PyTorch Lightning CIFAR10 ~94% Baseline Tutorial¶

Author: Lightning.ai
License: CC BY-SA
Generated: 2024-07-26T12:02:20.094943

Train a Resnet to 94% accuracy on Cifar10!

Open in

Give us a ⭐ on Github | Check out the documentation | Join us on Discord

Setup¶

This notebook requires some packages besides pytorch-lightning.

[1]:

! pip install --quiet "torchvision" "matplotlib" "torchmetrics>=1.0, <1.5" "numpy <2.0" "pytorch-lightning >=2.0,<2.4" "pandas" "seaborn" "torch>=1.8.1, <2.5"
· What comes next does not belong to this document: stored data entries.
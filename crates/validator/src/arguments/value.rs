//! Value arguments
//!
//! Each constructor wraps one value with the kind constraints will see.
//! Constraints are attached with [`ValueArgument::with`].

use crate::foundation::argument::argument_ext;
use crate::foundation::{
    Argument, ArgumentOptions, Collection, ComparableRef, Constraint, Error, Number, Scope, Value,
    ViolationList, check_all,
};
use chrono::{DateTime, Utc};
use std::any::{Any, type_name};

/// A value with its constraints.
#[must_use = "arguments do nothing until passed to a validator"]
pub struct ValueArgument<'a> {
    /// `Err` carries the type name of a value that could not be classified.
    value: Result<Value<'a>, &'static str>,
    constraints: Vec<Box<dyn Constraint + 'a>>,
    options: ArgumentOptions,
}

impl<'a> ValueArgument<'a> {
    fn new(value: Value<'a>) -> Self {
        Self {
            value: Ok(value),
            constraints: Vec::new(),
            options: ArgumentOptions::default(),
        }
    }

    /// Adds a constraint.
    pub fn with(mut self, constraint: impl Constraint + 'a) -> Self {
        self.constraints.push(Box::new(constraint));
        self
    }

    /// Adds every constraint of `constraints`.
    pub fn with_all<C, I>(mut self, constraints: I) -> Self
    where
        I: IntoIterator<Item = C>,
        C: Constraint + 'a,
    {
        let boxed = constraints
            .into_iter()
            .map(|c| Box::new(c) as Box<dyn Constraint + 'a>);
        self.constraints.extend(boxed);
        self
    }
}

impl Argument for ValueArgument<'_> {
    fn execute(&self, scope: &Scope) -> Result<ViolationList, Error> {
        let Some(scope) = self.options.scope(scope) else {
            return Ok(ViolationList::new());
        };
        let value = self
            .value
            .map_err(|type_name| Error::NotValidatable { type_name })?;
        check_all(&self.constraints, &value, &scope)
    }
}

argument_ext!(ValueArgument<'a>);

// ============================================================================
// CONSTRUCTORS
// ============================================================================

/// A value known only by its nil-ness, e.g. an optional struct.
pub fn nil<'a>(is_nil: bool) -> ValueArgument<'a> {
    ValueArgument::new(Value::Nil(is_nil))
}

pub fn boolean<'a>(value: bool) -> ValueArgument<'a> {
    ValueArgument::new(Value::Bool(Some(value)))
}

pub fn nil_boolean<'a>(value: Option<bool>) -> ValueArgument<'a> {
    ValueArgument::new(Value::Bool(value))
}

pub fn number<'a>(value: impl Into<Number>) -> ValueArgument<'a> {
    ValueArgument::new(Value::Number(Some(value.into())))
}

pub fn nil_number<'a, N: Into<Number>>(value: Option<N>) -> ValueArgument<'a> {
    ValueArgument::new(Value::Number(value.map(Into::into)))
}

pub fn string(value: &str) -> ValueArgument<'_> {
    ValueArgument::new(Value::String(Some(value)))
}

pub fn nil_string(value: Option<&str>) -> ValueArgument<'_> {
    ValueArgument::new(Value::String(value))
}

/// A list of strings, each validated at its index.
pub fn strings<'a, S: AsRef<str>>(values: &'a [S]) -> EachString<'a> {
    EachString {
        values: values.iter().map(AsRef::<str>::as_ref).collect(),
        constraints: Vec::new(),
        options: ArgumentOptions::default(),
    }
}

pub fn time<'a>(value: DateTime<Utc>) -> ValueArgument<'a> {
    ValueArgument::new(Value::Time(Some(value)))
}

pub fn nil_time<'a>(value: Option<DateTime<Utc>>) -> ValueArgument<'a> {
    ValueArgument::new(Value::Time(value))
}

/// A length that cannot be nil.
pub fn countable<'a>(count: usize) -> ValueArgument<'a> {
    ValueArgument::new(Value::Countable(count))
}

/// A collection, validated by its element count.
pub fn iterable<'a, C: Collection + ?Sized>(values: &C) -> ValueArgument<'a> {
    ValueArgument::new(Value::Iterable(Some(values.count())))
}

pub fn nil_iterable<'a, C: Collection + ?Sized>(values: Option<&C>) -> ValueArgument<'a> {
    ValueArgument::new(Value::Iterable(values.map(Collection::count)))
}

/// A value of any type compared by equality.
pub fn comparable<T: Any + Sync>(value: &T) -> ValueArgument<'_> {
    ValueArgument::new(Value::Comparable(Some(ComparableRef::new(value))))
}

pub fn nil_comparable<T: Any + Sync>(value: Option<&T>) -> ValueArgument<'_> {
    ValueArgument::new(Value::Comparable(value.map(ComparableRef::new)))
}

/// A value whose kind is decided at run time.
///
/// See [`Value::classify`] for the supported types. Any other type fails
/// with [`Error::NotValidatable`] when the argument runs.
pub fn value<T: Any + Sync>(value: &T) -> ValueArgument<'_> {
    ValueArgument {
        value: Value::classify(value).map_err(|_| type_name::<T>()),
        constraints: Vec::new(),
        options: ArgumentOptions::default(),
    }
}

// ============================================================================
// EACH STRING
// ============================================================================

/// Strings validated one by one, each at its own index.
#[must_use = "arguments do nothing until passed to a validator"]
pub struct EachString<'a> {
    values: Vec<&'a str>,
    constraints: Vec<Box<dyn Constraint + 'a>>,
    options: ArgumentOptions,
}

impl<'a> EachString<'a> {
    pub fn with(mut self, constraint: impl Constraint + 'a) -> Self {
        self.constraints.push(Box::new(constraint));
        self
    }
}

impl Argument for EachString<'_> {
    fn execute(&self, scope: &Scope) -> Result<ViolationList, Error> {
        let Some(scope) = self.options.scope(scope) else {
            return Ok(ViolationList::new());
        };
        let mut violations = ViolationList::new();
        for (index, value) in self.values.iter().enumerate() {
            let item = scope.at_index(index);
            let text = Value::String(Some(value));
            violations.join(check_all(&self.constraints, &text, &item)?);
        }
        Ok(violations)
    }
}

argument_ext!(EachString<'a>);

#[cfg(test)]
mod tests {
    use super::*;
    use crate::constraints::{has_min_length, is_not_blank, is_positive};
    use crate::foundation::{ArgumentExt, ConstraintExt};
    use pretty_assertions::assert_eq;

    fn paths(list: &ViolationList) -> Vec<String> {
        list.iter().map(|v| v.path().to_string()).collect()
    }

    #[test]
    fn test_value_argument_path() {
        let list = string("")
            .with(is_not_blank())
            .at_property("title")
            .execute(&Scope::default())
            .unwrap();
        assert_eq!(paths(&list), ["title"]);
    }

    #[test]
    fn test_when_false_skips() {
        let list = string("")
            .with(is_not_blank())
            .when(false)
            .execute(&Scope::default())
            .unwrap();
        assert!(list.is_empty());
    }

    #[test]
    fn test_with_all() {
        let list = number(-1)
            .with_all([is_positive(), is_positive().with_message("Again.")])
            .execute(&Scope::default())
            .unwrap();
        assert_eq!(list.len(), 2);
    }

    #[test]
    fn test_each_string_indices() {
        let tags = vec!["ok".to_owned(), String::new(), "x".to_owned()];
        let list = strings(&tags)
            .with(is_not_blank())
            .with(has_min_length(2))
            .at_property("tags")
            .execute(&Scope::default())
            .unwrap();
        assert_eq!(paths(&list), ["tags[1]", "tags[2]"]);
    }

    #[test]
    fn test_unclassifiable_value_is_fatal() {
        struct Opaque;
        let error = value(&Opaque)
            .with(is_not_blank())
            .execute(&Scope::default())
            .unwrap_err();
        assert!(matches!(error, Error::NotValidatable { .. }));
    }
}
WARNING: Running pip as the 'root' user can result in broken permissions and conflicting behaviour with the system package manager, possibly rendering your system unusable.It is recommended to use a virtual environment instead: https://pip.pypa.io/warnings/venv. Use the --root-user-action option if you know what you are doing and want to suppress this warning.

[2]:

# Run this if you intend to use TPUs
# !pip install cloud-tpu-client==0.10 https://storage.googleapis.com/tpu-pytorch/wheels/torch_xla-1.8-cp37-cp37m-linux_x86_64.whl

[3]:

import os

import pandas as pd
import pytorch_lightning as pl
import seaborn as sn
import torch
import torch.nn as nn
import torch.nn.functional as F
import torchvision
from IPython.display import display
from pytorch_lightning.callbacks import LearningRateMonitor
from pytorch_lightning.loggers import CSVLogger
from torch.optim.lr_scheduler import OneCycleLR
from torch.optim.swa_utils import AveragedModel
from torch.utils.data import DataLoader, random_split
from torchmetrics.functional import accuracy
from torchvision.datasets import CIFAR10

pl.seed_everything(7)

PATH_DATASETS = os.environ.get("PATH_DATASETS", ".")
BATCH_SIZE = 256 if torch.cuda.is_available() else 64
NUM_WORKERS = int(os.cpu_count() / 2)

Seed set to 7

CIFAR10 DataLoaders¶

[4]:

cifar10_normalization = torchvision.transforms.Normalize(
    mean=[x / 255.0 for x in [125.3, 123.0, 113.9]],
    std=[x / 255.0 for x in [63.0, 62.1, 66.7]],
)


def split_dataset(dataset, val_split=0.2, train=True):
    """Splits the dataset into train and validation set."""
    len_dataset = len(dataset)
    splits = get_splits(len_dataset, val_split)
    dataset_train, dataset_val = random_split(dataset, splits, generator=torch.Generator().manual_seed(42))

    if train:
        return dataset_train
    return dataset_val


def get_splits(len_dataset, val_split):
    """Computes split lengths for train and validation set."""
    if isinstance(val_split, int):
        train_len = len_dataset - val_split
        splits = [train_len, val_split]
    elif isinstance(val_split, float):
        val_len = int(val_split * len_dataset)
        train_len = len_dataset - val_len
        splits = [train_len, val_len]
    else:
        raise ValueError(f"Unsupported type {type(val_split)}")

    return splits


train_transforms = torchvision.transforms.Compose(
    [
        torchvision.transforms.RandomCrop(32, padding=4),
        torchvision.transforms.RandomHorizontalFlip(),
        torchvision.transforms.ToTensor(),
        cifar10_normalization,
    ]
)
test_transforms = torchvision.transforms.Compose(
    [
        torchvision.transforms.ToTensor(),
        cifar10_normalization,
    ]
)

dataset_train = CIFAR10(PATH_DATASETS, train=True, download=True, transform=train_transforms)
dataset_val = CIFAR10(PATH_DATASETS, train=True, download=True, transform=test_transforms)
dataset_train = split_dataset(dataset_train)
dataset_val = split_dataset(dataset_val, train=False)
dataset_test = CIFAR10(PATH_DATASETS, train=False, download=True, transform=test_transforms)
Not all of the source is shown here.